Cyberkriminelle entwickeln ihre altbekannten Methoden weiter und kombinieren sie mit neuen Tricks.
Das zeigt der aktuelle Threat Insights Report von HP, der Angriffe zwischen April und Juni 2025 analysiert hat. Statt neue Werkzeuge zu erfinden, setzen Täter zunehmend auf raffinierte Varianten von Phishing, Living-off-the-Land-Techniken (LOTL) und die Tarnung bösartiger Dateien als scheinbar harmlose Formate.
Angriffsmethoden im Wandel
LOTL-Ansätze sind nicht neu: Angreifer nutzen dabei bereits vorhandene Systemfunktionen, um unauffällig Schadsoftware einzuschleusen. Neu ist laut HP, dass in einzelnen Kampagnen mehrere, oft ungewöhnliche Dateitypen kombiniert werden. So verschwimmen die Grenzen zwischen legitimen und bösartigen Aktivitäten noch stärker, was die Erkennung erschwert.
Gefälschte Rechnungen mit eingebauter Falle
Eine Kampagne setzte auf täuschend echt wirkende Adobe Reader-Rechnungen. Hinter der Fassade eines PDF-Dokuments verbarg sich ein kleines Bildformat (SVG), das mit einer sogenannten Reverse Shell präpariert war. Diese ermöglicht den Angreifern direkten Zugriff auf den infizierten Rechner. Eine gefälschte Ladeanimation erhöhte die Glaubwürdigkeit. Auffällig: Die Attacke war gezielt auf deutschsprachige Regionen ausgerichtet – offenbar, um automatische Analysen zu umgehen.

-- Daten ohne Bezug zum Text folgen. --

// Copyright (c) 2025 Kirky.X
//
// Licensed under the MIT License
// See LICENSE file in the project root for full license information.

use crate::domain::models::task::{Task, TaskStatus};
use async_trait::async_trait;
use chrono::{DateTime, Utc};
use sea_orm::DbErr;
use thiserror::Error;
use uuid::Uuid;

/// 仓库错误类型
#[derive(Error, Debug)]
pub enum RepositoryError {
    /// 数据库错误
    #[error("Database error: {0}")]
    Database(#[from] DbErr),
    /// 记录未找到
    #[error("Record not found")]
    NotFound,
    /// 存储的数据无法映射回领域模型
    #[error("Corrupt record: {0}")]
    Corrupt(String),
    /// 金额累加超出可表示范围
    #[error("Arithmetic overflow: {0}")]
    Overflow(String),
    /// 任务已不归本次执行持有（被回收或重新认领）
    #[error("Claim lost for task {0}")]
    ClaimLost(Uuid),
}

/// 任务仓库特质
///
/// 定义任务数据访问接口。每次状态转换都会被持久化，
/// 进程重启后调度可以从存储的状态继续。
#[async_trait]
pub trait TaskRepository: Send + Sync {
    /// 创建新任务
    async fn create(&self, task: &Task) -> Result<Task, RepositoryError>;
    /// 根据ID查找任务
    async fn find_by_id(&self, id: Uuid) -> Result<Option<Task>, RepositoryError>;
    /// 查找某状态的所有任务
    async fn find_by_status(&self, status: TaskStatus) -> Result<Vec<Task>, RepositoryError>;
    /// 查找在 `now` 时刻可执行的任务（Pending，或 next_run_at 已到的 Retry）
    async fn find_eligible(
        &self,
        now: DateTime<Utc>,
        limit: u64,
    ) -> Result<Vec<Task>, RepositoryError>;
    /// 原子地认领任务
    ///
    /// 仅当任务仍处于可执行状态时把它置为 Running；
    /// 已被其他调度认领时返回 `Ok(None)`。
    async fn claim(&self, id: Uuid, now: DateTime<Utc>) -> Result<Option<Task>, RepositoryError>;
    /// 持久化一次状态转换
    ///
    /// 只在存储中的任务仍为 Running 且认领令牌与 `task.claim_token` 相同时写入；
    /// 认领已被回收或重新认领时返回 `RepositoryError::ClaimLost`。
    async fn update(&self, task: &Task) -> Result<Task, RepositoryError>;
    /// 回收长时间处于 Running 的任务
    ///
    /// 每次回收计为一次失败：尝试次数加一，仍有剩余次数的任务进入 Retry，
    /// 用尽的进入 Failed。返回被回收的任务数。
    async fn reset_stale_tasks(
        &self,
        timeout: chrono::Duration,
        now: DateTime<Utc>,
    ) -> Result<u64, RepositoryError>;
}
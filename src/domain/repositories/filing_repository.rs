// Copyright (c) 2025 Kirky.X
//
// Licensed under the MIT License
// See LICENSE file in the project root for full license information.

use crate::domain::models::filing::{Filing, MergedHolding, MergedHoldingQuery};
use crate::domain::repositories::task_repository::RepositoryError;
use async_trait::async_trait;
use uuid::Uuid;

/// 报告仓库特质
///
/// 以 accession number 保证每份报告最多一行。
#[async_trait]
pub trait FilingRepository: Send + Sync {
    /// 幂等保存报告
    ///
    /// 已存在同一 accession number 时只回填可变字段（公司名称）并返回已有ID；
    /// 否则在一个事务内写入报告及其全部持仓。
    async fn save_filing(&self, filing: &Filing) -> Result<Uuid, RepositoryError>;
    /// 查询申报人的全部报告，最新的在前
    async fn find_by_cik(&self, cik: &str) -> Result<Vec<Filing>, RepositoryError>;
    /// 根据 accession number 查找报告ID
    async fn find_id_by_accession_number(
        &self,
        accession_number: &str,
    ) -> Result<Option<Uuid>, RepositoryError>;
    /// 跨报告合并持仓
    async fn query_merged_holdings(
        &self,
        query: &MergedHoldingQuery,
    ) -> Result<Vec<MergedHolding>, RepositoryError>;
}
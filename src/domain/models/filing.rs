// Copyright (c) 2025 Kirky.X
//
// Licensed under the MIT License
// See LICENSE file in the project root for full license information.

use chrono::NaiveDate;
use rust_decimal::Decimal;
use serde::{Deserialize, Serialize};
use uuid::Uuid;

/// 13F 持仓报告
///
/// 以 accession number 作为业务主键，持久化后除公司名称回填外不再修改。
#[derive(Debug, Clone, PartialEq, Serialize, Deserialize)]
pub struct Filing {
    /// 存储层分配的标识符，未持久化时为空
    pub id: Option<Uuid>,
    /// 申报人 CIK
    pub cik: String,
    /// 全局唯一的 accession number
    pub accession_number: String,
    /// 报告类型，例如 13F-HR
    pub filing_type: Option<String>,
    /// 申报日期
    pub filing_date: Option<NaiveDate>,
    /// 报告所属期间
    pub report_period: Option<NaiveDate>,
    /// 公司名称
    pub company_name: Option<String>,
    /// 按文档顺序排列的持仓
    pub holdings: Vec<Holding>,
}

impl Filing {
    /// 创建一个空的报告
    pub fn new(cik: impl Into<String>, accession_number: impl Into<String>) -> Self {
        Self {
            id: None,
            cik: cik.into(),
            accession_number: accession_number.into(),
            filing_type: None,
            filing_date: None,
            report_period: None,
            company_name: None,
            holdings: Vec::new(),
        }
    }

    /// 用索引条目补齐文档中缺失的头部字段
    ///
    /// 文档中已有的值优先。
    pub fn apply_reference(&mut self, reference: &FilingReference) {
        if self.accession_number.trim().is_empty() {
            self.accession_number = reference.accession_number.clone();
        }
        if self.filing_type.is_none() {
            self.filing_type = reference.filing_type.clone();
        }
        if self.filing_date.is_none() {
            self.filing_date = reference.filing_date;
        }
    }

    /// 合并查询使用的期间：优先报告期，其次申报日期
    pub fn period(&self) -> Option<NaiveDate> {
        self.report_period.or(self.filing_date)
    }
}

/// 报告中的一条持仓
///
/// 任何字段都可能缺失，这是正常情况而非错误。
#[derive(Debug, Clone, Default, PartialEq, Serialize, Deserialize)]
pub struct Holding {
    pub issuer_name: Option<String>,
    pub title_of_class: Option<String>,
    pub cusip: Option<String>,
    /// 申报市值，使用十进制定点数避免精度丢失
    pub value: Option<Decimal>,
    pub shares: Option<i64>,
    /// SH 或 PRN
    pub share_type: Option<String>,
}

impl Holding {
    /// 是否所有字段都缺失
    pub fn is_empty(&self) -> bool {
        self.issuer_name.is_none()
            && self.title_of_class.is_none()
            && self.cusip.is_none()
            && self.value.is_none()
            && self.shares.is_none()
            && self.share_type.is_none()
    }
}

/// 申报人索引中的一条报告引用
#[derive(Debug, Clone, PartialEq, Serialize, Deserialize)]
pub struct FilingReference {
    pub accession_number: String,
    pub filing_type: Option<String>,
    pub filing_date: Option<NaiveDate>,
    pub filing_href: Option<String>,
}

/// 申报人索引
#[derive(Debug, Clone, Default, PartialEq, Serialize, Deserialize)]
pub struct FilingIndex {
    /// 索引中的公司名称
    pub company_name: Option<String>,
    /// 按索引顺序排列的报告引用
    pub references: Vec<FilingReference>,
}

/// 跨报告合并后的持仓
///
/// 按 (CIK, CUSIP) 分组，市值与股数求和，并保留所有贡献的 accession number。
#[derive(Debug, Clone, PartialEq, Serialize, Deserialize)]
pub struct MergedHolding {
    pub cik: String,
    pub cusip: String,
    /// 最新一期报告中的发行人名称
    pub issuer_name: Option<String>,
    pub total_value: Decimal,
    pub total_shares: i64,
    /// 参与合并的持仓条数
    pub holding_count: usize,
    /// 参与合并的报告数
    pub filing_count: usize,
    pub accession_numbers: Vec<String>,
    pub first_period: Option<NaiveDate>,
    pub last_period: Option<NaiveDate>,
}

/// 合并查询的排序字段
#[derive(Debug, Clone, Copy, Default, PartialEq, Eq, Serialize, Deserialize)]
#[serde(rename_all = "snake_case")]
pub enum MergedHoldingSort {
    #[default]
    Value,
    Shares,
    IssuerName,
    Cusip,
    FilingCount,
}

/// 排序方向
#[derive(Debug, Clone, Copy, Default, PartialEq, Eq, Serialize, Deserialize)]
#[serde(rename_all = "snake_case")]
pub enum SortDirection {
    Asc,
    #[default]
    Desc,
}

/// 合并查询参数
#[derive(Debug, Clone, Default, PartialEq, Serialize, Deserialize)]
#[serde(default)]
pub struct MergedHoldingQuery {
    pub cik: Option<String>,
    /// 合并后总市值下限
    pub min_value: Option<Decimal>,
    /// 按发行人名称或 CUSIP 的不区分大小写搜索
    pub search: Option<String>,
    pub sort_by: MergedHoldingSort,
    pub direction: SortDirection,
    pub period_from: Option<NaiveDate>,
    pub period_to: Option<NaiveDate>,
    pub limit: Option<usize>,
}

In einem weiteren Fall tarnten Täter ihre Malware als Projektdokument. Tatsächlich handelte es sich um Microsoft Help-Dateien, in deren Bilddaten der Schädling XWorm verborgen war. Nach der Extraktion folgte eine mehrstufige Infektionskette, bei der PowerShell und CMD genutzt wurden, um Spuren zu verwischen.
Lumma Stealer trotz Strafverfolgung aktiv
Auch der bekannte Lumma Stealer machte erneut von sich reden. Er wurde über IMG-Archive verteilt und nutzte ebenfalls LOTL-Techniken, um Sicherheitsfilter zu umgehen. Obwohl Behörden im Mai 2025 gegen die Gruppe vorgingen, liefen die Kampagnen im Juni weiter. Neue Domains und Infrastruktur deuten darauf hin, dass die Angriffe langfristig angelegt sind.
Zahlen und Trends aus dem Report
Die Auswertung von HP Wolf Security liefert weitere Einblicke in die Angriffslandschaft:
- 13 Prozent der identifizierten E-Mail-Bedrohungen passierten mindestens einen Sicherheitsfilter.
- Archivdateien waren mit 40 Prozent die bevorzugte Transportmethode, gefolgt von Skripten und ausführbaren Dateien (35 Prozent).
- Besonders beliebt blieben .rar-Dateien (26 Prozent), die oft mit Programmen wie WinRAR geöffnet werden und daher wenig Verdacht erregen.
Die Erkenntnisse machen deutlich: Angriffe werden gezielter, flexibler und schwerer zu erkennen. Statt neue Schadprogramme zu entwickeln, verfeinern Täter ihre bestehenden Werkzeuge, tarnen Code in alltäglichen Dateiformaten oder beschränken Angriffe auf bestimmte Regionen. Für Unternehmen bedeutet das, dass klassische Erkennungssysteme allein nicht mehr ausreichen. HP verweist in diesem Zusammenhang auf seine isolationsbasierten Sicherheitslösungen, die selbst raffinierte Angriffe in geschützten Umgebungen abfangen sollen.